┌──

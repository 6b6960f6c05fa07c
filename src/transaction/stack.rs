//! TransactionStack - LIFO frames of nested transactions.

use super::snapshot::Snapshot;
use super::Depth;

/// Ordered stack of transaction frames.
///
/// The last frame is the innermost open transaction. An empty stack means
/// no transaction is open and the store's base snapshot is current.
#[derive(Debug, Clone, Default)]
pub struct TransactionStack {
    frames: Vec<Snapshot>,
}

impl TransactionStack {
    /// Create an empty stack.
    pub fn new() -> Self {
        Self::default()
    }

    /// Push a new frame.
    pub fn push(&mut self, frame: Snapshot) {
        self.frames.push(frame);
    }

    /// Pop the innermost frame.
    pub fn pop(&mut self) -> Option<Snapshot> {
        self.frames.pop()
    }

    /// Get the innermost frame.
    pub fn top(&self) -> Option<&Snapshot> {
        self.frames.last()
    }

    /// Get the innermost frame mutably.
    pub fn top_mut(&mut self) -> Option<&mut Snapshot> {
        self.frames.last_mut()
    }

    /// Number of open frames.
    pub fn depth(&self) -> Depth {
        self.frames.len()
    }

    /// Check if no transaction is open.
    pub fn is_empty(&self) -> bool {
        self.frames.is_empty()
    }
}
//! Error types for txkv.

use thiserror::Error;

/// Result type alias for txkv operations.
pub type Result<T> = std::result::Result<T, Error>;

/// Errors surfaced by the store.
///
/// Both kinds are ordinary caller conditions. When one is returned the
/// store's state is exactly what it was before the call.
#[derive(Error, Debug, Clone, Copy, PartialEq, Eq)]
pub enum Error {
    /// The requested key (or value, for `count`) is not present in the
    /// current view.
    #[error("No such item")]
    NoSuchItem,

    /// `commit` or `rollback` was called with no open transaction.
    #[error("No open transaction")]
    TransactionIsEmpty,
}

impl Error {
    /// Check if this error is recoverable.
    ///
    /// Every error the store produces leaves it untouched, so this is
    /// always true. Kept for parity with callers that branch on it.
    pub fn is_recoverable(&self) -> bool {
        matches!(self, Error::NoSuchItem | Error::TransactionIsEmpty)
    }

    /// Stable machine-readable code for this error.
    pub fn kind(&self) -> &'static str {
        match self {
            Error::NoSuchItem => "no_such_item",
            Error::TransactionIsEmpty => "transaction_is_empty",
        }
    }
}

└──

## What needs to be done
Keeping each word as it stands, transcribe every entry.

## Task result
repository 6b6960f6c05fa07c
filename src/transaction/stack.rs
//! TransactionStack - LIFO frames of nested transactions.

use super::snapshot::Snapshot;
use super::Depth;

/// Ordered stack of transaction frames.
///
/// The last frame is the innermost open transaction. An empty stack means
/// no transaction is open and the store's base snapshot is current.
#[derive(Debug, Clone, Default)]
pub struct TransactionStack {
    frames: Vec<Snapshot>,
}

impl TransactionStack {
    /// Create an empty stack.
    pub fn new() -> Self {
        Self::default()
    }

    /// Push a new frame.
    pub fn push(&mut self, frame: Snapshot) {
        self.frames.push(frame);
    }

    /// Pop the innermost frame.
    pub fn pop(&mut self) -> Option<Snapshot> {
        self.frames.pop()
    }

    /// Get the innermost frame.
    pub fn top(&self) -> Option<&Snapshot> {
        self.frames.last()
    }

    /// Get the innermost frame mutably.
    pub fn top_mut(&mut self) -> Option<&mut Snapshot> {
        self.frames.last_mut()
    }

    /// Number of open frames.
    pub fn depth(&self) -> Depth {
        self.frames.len()
    }

    /// Check if no transaction is open.
    pub fn is_empty(&self) -> bool {
        self.frames.is_empty()
    }
}
//! Error types for txkv.

use thiserror::Error;

/// Result type alias for txkv operations.
pub type Result<T> = std::result::Result<T, Error>;

/// Errors surfaced by the store.
///
/// Both kinds are ordinary caller conditions. When one is returned the
/// store's state is exactly what it was before the call.
#[derive(Error, Debug, Clone, Copy, PartialEq, Eq)]
pub enum Error {
    /// The requested key (or value, for `count`) is not present in the
    /// current view.
    #[error("No such item")]
    NoSuchItem,

    /// `commit` or `rollback` was called with no open transaction.
    #[error("No open transaction")]
    TransactionIsEmpty,
}

impl Error {
    /// Check if this error is recoverable.
    ///
    /// Every error the store produces leaves it untouched, so this is
    /// always true. Kept for parity with callers that branch on it.
    pub fn is_recoverable(&self) -> bool {
        matches!(self, Error::NoSuchItem | Error::TransactionIsEmpty)
    }

    /// Stable machine-readable code for this error.
    pub fn kind(&self) -> &'static str {
        match self {
            Error::NoSuchItem => "no_such_item",
            Error::TransactionIsEmpty => "transaction_is_empty",
        }
    }
}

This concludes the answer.